Il mondo non sentirà troppo la mancanza di Aamir Liaquat Hussain, dei suoi commenti sessisti sulle donne indipendenti, delle sue condanne contro i musulmani eretici, degli show televisivi in cui regalava automobili e bambini abbandonati in adozione. Liaquat è stato un personaggio, come si dice in questi casi, controverso, abominevole e irresistibile. Milioni di persone in Pakistan per anni l’hanno seguito, amato, a volte odiato. Lui stesso, sul suo sito, si definiva «una vera leggenda». Quando nel 2013 mise in offerta dei bambini in tv, non lo fece certo per attirare l’attenzione: «Avevamo già altissimi indici di ascolto, abbiamo preso questi piccoli dalla spazzatura e li abbiamo dati a genitori che ne avevano bisogno». 
Un uomo, un influencer, commenta la Bbc, che «ha dominato la coscienza pubblica del Pakistan per vent’anni, icona dell’intrattenimento e simbolo dell’ipocrisia e delle divisioni di un Paese intero». È morto giovedì, non avendo ancora compiuto 50 anni. Predicatore (i suoi sermoni sui valori dell’Islam per Geo Tv sono stati lo show religioso più popolare nella storia della televisione pachistana), politico e parlamentare (è stato vice ministro degli affari religiosi dal 2004 al 2007), e poi attore, presentatore, stilista con la sua linea di abbigliamento. Imprevedibile: una volta dichiarò Salman Rushdie «meritevole di morte»; un’altra fu tenuto in ostaggio da un gruppo di studenti, furiosi per le sue critiche ai terroristi kamikaze. 

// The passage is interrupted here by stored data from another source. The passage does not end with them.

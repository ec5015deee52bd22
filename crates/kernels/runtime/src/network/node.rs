//! Nodes: measurement and junction points.

use hydronet_foundation::{DeployMode, IndexWindow, NodeId};

use super::connections::Connections;
use crate::error::{Error, Result};

/// A node holding its own simulation series and an external series.
///
/// Both series span the network horizon. Missing external values are `NaN`.
#[derive(Debug, Clone)]
pub struct Node {
    id: NodeId,
    mode: DeployMode,
    simulated: Vec<f64>,
    observed: Vec<f64>,
    /// Exclusive index up to which `simulated` holds values of the current run.
    computed_until: usize,
    pub(crate) connections: Connections,
}

impl Node {
    /// Create a node with zeroed simulation and missing external values.
    pub fn new(id: impl Into<NodeId>, horizon: usize) -> Self {
        Self {
            id: id.into(),
            mode: DeployMode::default(),
            simulated: vec![0.0; horizon],
            observed: vec![f64::NAN; horizon],
            computed_until: 0,
            connections: Connections::new(),
        }
    }

    pub fn with_mode(mut self, mode: DeployMode) -> Self {
        self.mode = mode;
        self
    }

    /// Builder form of [`Node::set_observed`].
    pub fn with_observed(mut self, observed: Vec<f64>) -> Result<Self> {
        self.set_observed(observed)?;
        Ok(self)
    }

    /// Builder form of [`Node::set_simulated`].
    pub fn with_simulated(mut self, simulated: Vec<f64>) -> Result<Self> {
        self.set_simulated(simulated)?;
        Ok(self)
    }

    pub fn id(&self) -> &NodeId {
        &self.id
    }

    pub fn mode(&self) -> DeployMode {
        self.mode
    }

    pub(crate) fn set_mode(&mut self, mode: DeployMode) {
        self.mode = mode;
    }

    pub fn horizon(&self) -> usize {
        self.simulated.len()
    }

    pub fn connections(&self) -> &Connections {
        &self.connections
    }

    pub fn simulated(&self) -> &[f64] {
        &self.simulated
    }

    pub fn observed(&self) -> &[f64] {
        &self.observed
    }

    pub fn set_observed(&mut self, observed: Vec<f64>) -> Result<()> {
        self.check_len(observed.len())?;
        self.observed = observed;
        Ok(())
    }

    pub fn set_simulated(&mut self, simulated: Vec<f64>) -> Result<()> {
        self.check_len(simulated.len())?;
        self.simulated = simulated;
        Ok(())
    }

    fn check_len(&self, len: usize) -> Result<()> {
        if len != self.simulated.len() {
            return Err(Error::Aggregation {
                node: self.id.clone(),
                message: format!(
                    "series has {len} values, horizon is {}",
                    self.simulated.len()
                ),
            });
        }
        Ok(())
    }

    /// Value forwarded to inlet and input readers at step `t`.
    pub fn deployed(&self, t: usize) -> f64 {
        match self.mode {
            DeployMode::Fresh | DeployMode::Carried => self.simulated[t],
            DeployMode::Observed => self.observed[t],
            DeployMode::ObservedElseFresh | DeployMode::ObservedElseCarried => {
                let observed = self.observed[t];
                if observed.is_nan() {
                    self.simulated[t]
                } else {
                    observed
                }
            }
        }
    }

    /// Value seen by receiver readers at step `t`.
    ///
    /// Fresh-forwarding nodes hand out the most recent simulated value
    /// available at the time of reading. Within a run that is `t` itself once
    /// the node has been aggregated for `t`, and the last aggregated step
    /// before that.
    pub fn receiver_value(&self, t: usize) -> f64 {
        match self.mode {
            DeployMode::Fresh => self.latest_simulated(t),
            DeployMode::ObservedElseFresh => {
                let observed = self.observed[t];
                if observed.is_nan() {
                    self.latest_simulated(t)
                } else {
                    observed
                }
            }
            _ => self.deployed(t),
        }
    }

    fn latest_simulated(&self, t: usize) -> f64 {
        if t < self.computed_until {
            self.simulated[t]
        } else if let Some(previous) = self.computed_until.checked_sub(1) {
            self.simulated[previous]
        } else {
            0.0
        }
    }

    pub fn deployed_window(&self, window: IndexWindow) -> Vec<f64> {
        window.range().map(|t| self.deployed(t)).collect()
    }

    pub fn receiver_window(&self, window: IndexWindow) -> Vec<f64> {
        window.range().map(|t| self.receiver_value(t)).collect()
    }

    /// Whether the node holds this run's values for every step of `window`.
    pub fn is_computed(&self, window: IndexWindow) -> bool {
        window.end <= self.computed_until
    }

    pub(crate) fn begin_run(&mut self, window: IndexWindow) {
        self.computed_until = window.start;
    }

    /// Store the aggregated upstream contributions for `window`.
    ///
    /// Carried modes keep their simulation series untouched.
    pub(crate) fn store_aggregate(&mut self, window: IndexWindow, totals: &[f64]) -> Result<()> {
        if totals.len() != window.len() || !window.fits(self.simulated.len()) {
            return Err(Error::Aggregation {
                node: self.id.clone(),
                message: format!(
                    "{} values for window {}..{} of horizon {}",
                    totals.len(),
                    window.start,
                    window.end,
                    self.simulated.len()
                ),
            });
        }
        if self.mode.refreshes_simulation() {
            self.simulated[window.range()].copy_from_slice(totals);
        }
        self.computed_until = window.end;
        Ok(())
    }
}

Liaquat «funzionava», e trasformava tutto nell’oro dell’audience, nelle perle dei meme. Anche la sua vita privata. Di recente si era sposato per la terza volta, con la diciottenne Dania Shah. Matrimonio durato pochi mesi e finito malissimo a maggio. Shah aveva accusato lo showman di violenze e raccontato la sua dipendenza dalle droghe: «La mia vita con lui è stata un inferno, è peggio del diavolo». Liaquat aveva reagito teatralmente, come sempre, con un video nel quale aveva definito il suo matrimonio «un fiasco» e bollato le accuse di violenza come «fake news» (senza che la magistratura gliene chiedesse conto). Aveva recitato anche la parte dell’offeso, per i commenti e gli attacchi fioccati sui social, minacciando di lasciare gli ingrati pachistani «dopo tutto quello che ho fatto per loro». 
Non se ne sarebbe mai andato, perché fuori non era nessuno. Curiosamente, un uomo pubblico come lui è morto solo, rifiutandosi di aprire la porta ai membri dello staff che volevano aiutarlo. Aveva cominciato a sentirsi male mercoledì, ma non aveva voluto andare all’ospedale. La mattina dopo, nella sua casa di Karachi, gli assistenti l’hanno sentito urlare di dolore. Hanno forzato la porta della stanza. La corsa all’Aga Khan University Hospital non è servita a niente.